Environmentalists feel that cutting down the trees at the Bog Walk on Presque Isle will destroy native habitat.
They say migrating and breeding birds that travel there every year will not have any source of food and shelter.
Skye Haas wonders why the city couldn't pick another area to restore to a wetland.
"Considering there are so many areas elsewhere in the park that so desperately need restoration more than this woodland that they are cutting down, it's really surprising in this case the cure is worse than the disease," said Haas.
As part of the McClellan street expansion, the city of Marquette is required to restore a wetland to its natural state. John Gustafson, with the DEQ, says they looked at three sites to restore but chose the Bogwalk.

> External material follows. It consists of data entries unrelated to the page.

use std::io::{Read, Write};
use std::net::{TcpListener, TcpStream};
use std::sync::{Arc, Mutex};
use std::thread;

use anyhow::Result;
use base64::engine::general_purpose::STANDARD as BASE64;
use base64::Engine as _;
use serde_json::{json, Value};

use crate::backend::ImageBackend;
use crate::error::GenerationError;

pub(crate) const STUB_IMAGE_BYTES: &[u8] = b"\x89PNG-stub";

#[derive(Debug, Clone)]
pub(crate) enum StubReply {
    Image,
    TextOnly,
    Status(u16, String),
}

/// Scripted backend. Records the model and payload of every call.
pub(crate) struct StubBackend {
    reply: StubReply,
    has_key: bool,
    pub(crate) calls: Arc<Mutex<Vec<(String, Value)>>>,
}

impl StubBackend {
    pub(crate) fn new(reply: StubReply) -> Self {
        Self {
            reply,
            has_key: true,
            calls: Arc::new(Mutex::new(Vec::new())),
        }
    }

    pub(crate) fn without_key(mut self) -> Self {
        self.has_key = false;
        self
    }
}

impl ImageBackend for StubBackend {
    fn name(&self) -> &str {
        "stub"
    }

    fn ensure_credentials(&self) -> Result<()> {
        if !self.has_key {
            return Err(GenerationError::CredentialMissing.into());
        }
        Ok(())
    }

    fn generate_content(&self, model: &str, payload: &Value) -> Result<Value> {
        self.calls
            .lock()
            .map_err(|_| anyhow::anyhow!("stub call log poisoned"))?
            .push((model.to_string(), payload.clone()));
        match &self.reply {
            StubReply::Image => Ok(json!({
                "candidates": [{"content": {"parts": [
                    {"text": "generated"},
                    {"inlineData": {"mimeType": "image/png", "data": BASE64.encode(STUB_IMAGE_BYTES)}}
                ]}}]
            })),
            StubReply::TextOnly => Ok(json!({
                "candidates": [{"content": {"parts": [{"text": "no can do"}]}}]
            })),
            StubReply::Status(status, body) => Err(GenerationError::ExternalApi {
                status: *status,
                body: body.clone(),
            }
            .into()),
        }
    }
}

/// Answers one connection per scripted `(status line, body)` pair, in order,
/// and hands back the raw request texts. Returns the base URL (`/v1beta`
/// path prefix included) and the server thread.
pub(crate) fn serve(
    replies: Vec<(&'static str, String)>,
) -> Result<(String, thread::JoinHandle<Vec<String>>)> {
    let listener = TcpListener::bind("127.0.0.1:0")?;
    let addr = listener.local_addr()?;
    let handle = thread::spawn(move || {
        let mut requests = Vec::with_capacity(replies.len());
        for (status_line, body) in replies {
            let (mut stream, _) = listener.accept().expect("accept");
            requests.push(read_http_request(&mut stream));
            let response = format!(
                "HTTP/1.1 {status_line}\r\nContent-Type: application/json\r\nContent-Length: {}\r\nConnection: close\r\n\r\n{body}",
                body.len()
            );
            stream.write_all(response.as_bytes()).expect("write");
            stream.flush().expect("flush");
        }
        requests
    });
    Ok((format!("http://{addr}/v1beta"), handle))
}

pub(crate) fn serve_once(
    status_line: &'static str,
    body: String,
) -> Result<(String, thread::JoinHandle<Vec<String>>)> {
    serve(vec![(status_line, body)])
}

fn read_http_request(stream: &mut TcpStream) -> String {
    let mut buf = Vec::new();
    let mut chunk = [0u8; 8192];
    loop {
        let read = stream.read(&mut chunk).expect("read");
        if read == 0 {
            break;
        }
        buf.extend_from_slice(&chunk[..read]);
        let Some(header_end) = buf.windows(4).position(|window| window == b"\r\n\r\n") else {
            continue;
        };
        let headers = String::from_utf8_lossy(&buf[..header_end]).to_ascii_lowercase();
        let content_length = headers
            .lines()
            .find_map(|line| line.strip_prefix("content-length:"))
            .and_then(|value| value.trim().parse::<usize>().ok())
            .unwrap_or(0);
        if buf.len() >= header_end + 4 + content_length {
            break;
        }
    }
    String::from_utf8_lossy(&buf).to_string()
}
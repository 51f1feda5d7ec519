//! Line-delimited JSON-RPC envelopes and error mapping.

use genq_contracts::config::ConfigError;
use genq_contracts::queue::QueueError;
use genq_contracts::tools::ToolCallError;
use genq_engine::GenerationError;
use serde_json::{json, Map, Value};

pub mod code {
    pub const PARSE_ERROR: i64 = -32700;
    pub const INVALID_REQUEST: i64 = -32600;
    pub const METHOD_NOT_FOUND: i64 = -32601;
    pub const INVALID_PARAMS: i64 = -32602;
    pub const OPERATION_FAILED: i64 = -32000;
}

#[derive(Clone, Copy, Debug, PartialEq, Eq)]
pub enum RpcMethod {
    Initialize,
    ToolsList,
    ToolsCall,
    Initialized,
}

impl RpcMethod {
    pub fn parse(raw: &str) -> Option<Self> {
        match raw {
            "initialize" => Some(Self::Initialize),
            "tools/list" => Some(Self::ToolsList),
            "tools/call" => Some(Self::ToolsCall),
            "notifications/initialized" => Some(Self::Initialized),
            _ => None,
        }
    }
}

/// A decoded request line. `id` is `None` for notifications.
#[derive(Debug, Clone, PartialEq)]
pub struct Incoming {
    pub id: Option<Value>,
    pub method: String,
    pub params: Map<String, Value>,
}

impl Incoming {
    pub fn is_notification(&self) -> bool {
        self.id.is_none()
    }
}

#[derive(Debug, Clone, PartialEq)]
pub struct RpcError {
    pub code: i64,
    pub message: String,
    pub kind: Option<&'static str>,
}

impl RpcError {
    pub fn new(code: i64, message: impl Into<String>) -> Self {
        Self {
            code,
            message: message.into(),
            kind: None,
        }
    }

    fn to_value(&self) -> Value {
        let mut error = json!({
            "code": self.code,
            "message": self.message,
        });
        if let Some(kind) = self.kind {
            error["data"] = json!({ "kind": kind });
        }
        error
    }
}

impl From<&ToolCallError> for RpcError {
    fn from(err: &ToolCallError) -> Self {
        let code = match err {
            ToolCallError::UnknownTool(_) => code::METHOD_NOT_FOUND,
            ToolCallError::InvalidArguments { .. } => code::INVALID_PARAMS,
        };
        Self::new(code, err.to_string())
    }
}

/// Operation failures keep their full message; `data.kind` comes from the
/// first typed error found in the chain.
pub fn operation_error(err: &anyhow::Error) -> RpcError {
    let kind = err
        .chain()
        .find_map(|cause| {
            if let Some(err) = cause.downcast_ref::<GenerationError>() {
                return Some(err.kind());
            }
            if let Some(err) = cause.downcast_ref::<QueueError>() {
                return Some(match err {
                    QueueError::EmptyPrompt => "empty_prompt",
                    QueueError::NotFound(_) => "queue_identifier_not_found",
                    QueueError::InvalidFilename(_) => "invalid_filename",
                    QueueError::Malformed { .. } => "queue_malformed",
                    QueueError::Io { .. } => "queue_io",
                });
            }
            cause
                .downcast_ref::<ConfigError>()
                .map(|_| "configuration_error")
        })
        .unwrap_or("internal");
    RpcError {
        code: code::OPERATION_FAILED,
        message: format!("{err:#}"),
        kind: Some(kind),
    }
}

/// Splits one line into an [`Incoming`], or the error response to send back.
pub fn parse_line(line: &str) -> Result<Incoming, Value> {
    let value: Value = serde_json::from_str(line).map_err(|err| {
        failure(
            Value::Null,
            &RpcError::new(code::PARSE_ERROR, format!("Parse error: {err}")),
        )
    })?;
    let Value::Object(mut object) = value else {
        return Err(failure(
            Value::Null,
            &RpcError::new(code::INVALID_REQUEST, "Invalid request: expected an object"),
        ));
    };
    let id = object.remove("id");
    let Some(method) = object
        .remove("method")
        .and_then(|method| method.as_str().map(str::to_string))
    else {
        return Err(failure(
            id.unwrap_or(Value::Null),
            &RpcError::new(code::INVALID_REQUEST, "Invalid request: missing `method`"),
        ));
    };
    let params = match object.remove("params") {
        None | Some(Value::Null) => Map::new(),
        Some(Value::Object(params)) => params,
        Some(_) => {
            return Err(failure(
                id.unwrap_or(Value::Null),
                &RpcError::new(code::INVALID_PARAMS, "`params` must be an object"),
            ))
        }
    };
    Ok(Incoming { id, method, params })
}

pub fn success(id: Value, result: Value) -> Value {
    json!({
        "jsonrpc": "2.0",
        "id": id,
        "result": result,
    })
}

pub fn failure(id: Value, error: &RpcError) -> Value {
    json!({
        "jsonrpc": "2.0",
        "id": id,
        "error": error.to_value(),
    })
}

"You're taking an area that was once wetland typically, because the hydrology should still be there. Once you take the fill material out of it and otherwise trying to create wetland from an area that was not a wetland ever, it's a lot easier typically and generally preferred," said Gustafson.
The Bog Walk is filled with industrial debris. Restoring it to a natural wetland will introduce a variety of animals to thrive in the area over the next several decades.

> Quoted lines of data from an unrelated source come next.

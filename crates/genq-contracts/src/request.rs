use serde::{Deserialize, Serialize};

pub const IMMEDIATE_ASPECT_RATIO: &str = "1:1";
pub const QUEUED_ASPECT_RATIO: &str = "16:9";

/// Backend capability tier. Unrecognized values coerce to `Pro`.
#[derive(Debug, Clone, Copy, PartialEq, Eq, Hash, Default, Serialize, Deserialize)]
#[serde(rename_all = "lowercase", from = "Option<String>")]
pub enum QualityTier {
    #[default]
    Pro,
    Fast,
}

impl QualityTier {
    pub fn parse_lenient(raw: &str) -> Self {
        match raw.trim().to_ascii_lowercase().as_str() {
            "fast" => Self::Fast,
            _ => Self::Pro,
        }
    }

    pub fn as_str(self) -> &'static str {
        match self {
            Self::Pro => "pro",
            Self::Fast => "fast",
        }
    }

    pub fn supports_reference_images(self) -> bool {
        matches!(self, Self::Pro)
    }

    /// The fast backend rejects an explicit `imageSize` directive.
    pub fn supports_explicit_resolution(self) -> bool {
        matches!(self, Self::Pro)
    }
}

impl From<Option<String>> for QualityTier {
    fn from(value: Option<String>) -> Self {
        value
            .as_deref()
            .map(Self::parse_lenient)
            .unwrap_or_default()
    }
}

/// Requested output size. Unrecognized values coerce to the `Large` default.
#[derive(Debug, Clone, Copy, PartialEq, Eq, Hash, Default, Serialize, Deserialize)]
#[serde(rename_all = "lowercase", from = "Option<String>")]
pub enum SizeClass {
    Small,
    Medium,
    #[default]
    Large,
    XLarge,
}

impl SizeClass {
    pub const ALL: [SizeClass; 4] = [Self::Small, Self::Medium, Self::Large, Self::XLarge];

    pub fn parse_lenient(raw: &str) -> Self {
        match raw.trim().to_ascii_lowercase().as_str() {
            "small" => Self::Small,
            "medium" => Self::Medium,
            "xlarge" => Self::XLarge,
            _ => Self::Large,
        }
    }

    pub fn as_str(self) -> &'static str {
        match self {
            Self::Small => "small",
            Self::Medium => "medium",
            Self::Large => "large",
            Self::XLarge => "xlarge",
        }
    }

    /// Fixed resolution label sent to the backend.
    pub fn resolution(self) -> &'static str {
        match self {
            Self::Small => "1K",
            Self::Medium | Self::Large => "2K",
            Self::XLarge => "4K",
        }
    }
}

impl From<Option<String>> for SizeClass {
    fn from(value: Option<String>) -> Self {
        value
            .as_deref()
            .map(Self::parse_lenient)
            .unwrap_or_default()
    }
}

/// One logical image generation, before any tier rules or encoding.
#[derive(Debug, Clone, PartialEq)]
pub struct GenerationRequest {
    pub prompt: String,
    pub filename: Option<String>,
    pub aspect_ratio: String,
    pub size_class: SizeClass,
    pub quality: QualityTier,
    pub reference_images: Vec<String>,
    pub description: Option<String>,
}

impl GenerationRequest {
    pub fn new(prompt: impl Into<String>) -> Self {
        Self {
            prompt: prompt.into(),
            filename: None,
            aspect_ratio: IMMEDIATE_ASPECT_RATIO.to_string(),
            size_class: SizeClass::default(),
            quality: QualityTier::default(),
            reference_images: Vec::new(),
            description: None,
        }
    }

    /// Size class after the fast-tier remap: a fast request left at `Large`
    /// resolves as `Small`. Every other combination passes through.
    pub fn effective_size_class(&self) -> SizeClass {
        if self.quality == QualityTier::Fast && self.size_class == SizeClass::Large {
            SizeClass::Small
        } else {
            self.size_class
        }
    }

    /// Reference paths the tier is allowed to send. Always empty for fast.
    pub fn effective_reference_images(&self) -> &[String] {
        if self.quality.supports_reference_images() {
            &self.reference_images
        } else {
            &[]
        }
    }

    /// Bakes the tier rules into the request itself.
    pub fn apply_tier_rules(&mut self) {
        self.size_class = self.effective_size_class();
        if !self.quality.supports_reference_images() {
            self.reference_images.clear();
        }
    }
}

Marquette City Manager, Bill Vajda apologizes for not having all parties involved and the miscommunication.
"There might not be a lot of things at this point we can do about it. Simply because we are in the process and in partnerships. As we move forward, we certainly don't want to propagate that miscommunication," said Vajda.
Officials say they can't stop the project, but will listen to any concerns the public has. They will do their best to respond to people's concerns and future agreements.